◆ **WORK ITEM**
Treat the line containing "for the TUI" as the last one, and return every line exactly from the first line of the material below up to it.

◆ **EXTRACTED ENTRIES**
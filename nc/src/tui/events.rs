//! TUI event handling
//!
//! Crossterm is polled on a plain thread and events are forwarded over a
//! tokio channel so the runner can `select!` them against engine results.

use std::time::Duration;

use crossterm::event::{self, KeyEvent, KeyEventKind};
use eyre::Result;
use tokio::sync::mpsc;

/// Terminal events
#[derive(Debug)]
pub enum Event {
    /// Key press
    Key(KeyEvent),
    /// Terminal resize
    Resize(u16, u16),
    /// Tick (periodic refresh)
    Tick,
}

/// Event handler for the TUI
pub struct EventHandler {
    rx: mpsc::UnboundedReceiver<Event>,
}

impl EventHandler {
    /// Create a new event handler with the given tick rate
    pub fn new(tick_rate: Duration) -> Self {
        let (tx, rx) = mpsc::unbounded_channel();

        std::thread::spawn(move || {
            loop {
                if event::poll(tick_rate).unwrap_or(false) {
                    if let Ok(evt) = event::read() {
                        let event = match evt {
                            // Windows reports releases too
                            event::Event::Key(key) if key.kind == KeyEventKind::Press => Event::Key(key),
                            event::Event::Resize(w, h) => Event::Resize(w, h),
                            _ => continue,
                        };

                        if tx.send(event).is_err() {
                            break;
                        }
                    }
                } else if tx.send(Event::Tick).is_err() {
                    break;
                }
            }
        });

        Self { rx }
    }

    /// Get the next event (async)
    pub async fn next(&mut self) -> Result<Event> {
        self.rx.recv().await.ok_or_else(|| eyre::eyre!("Event channel closed"))
    }
}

◆ **TASK RESPONSE**
filename nc/src/tui/events.rs
//! TUI event handling
//!
//! Crossterm is polled on a plain thread and events are forwarded over a
//! tokio channel so the runner can `select!` them against engine results.

use std::time::Duration;

use crossterm::event::{self, KeyEvent, KeyEventKind};
use eyre::Result;
use tokio::sync::mpsc;

/// Terminal events
#[derive(Debug)]
pub enum Event {
    /// Key press
    Key(KeyEvent),
    /// Terminal resize
    Resize(u16, u16),
    /// Tick (periodic refresh)
    Tick,
}

/// Event handler for the TUI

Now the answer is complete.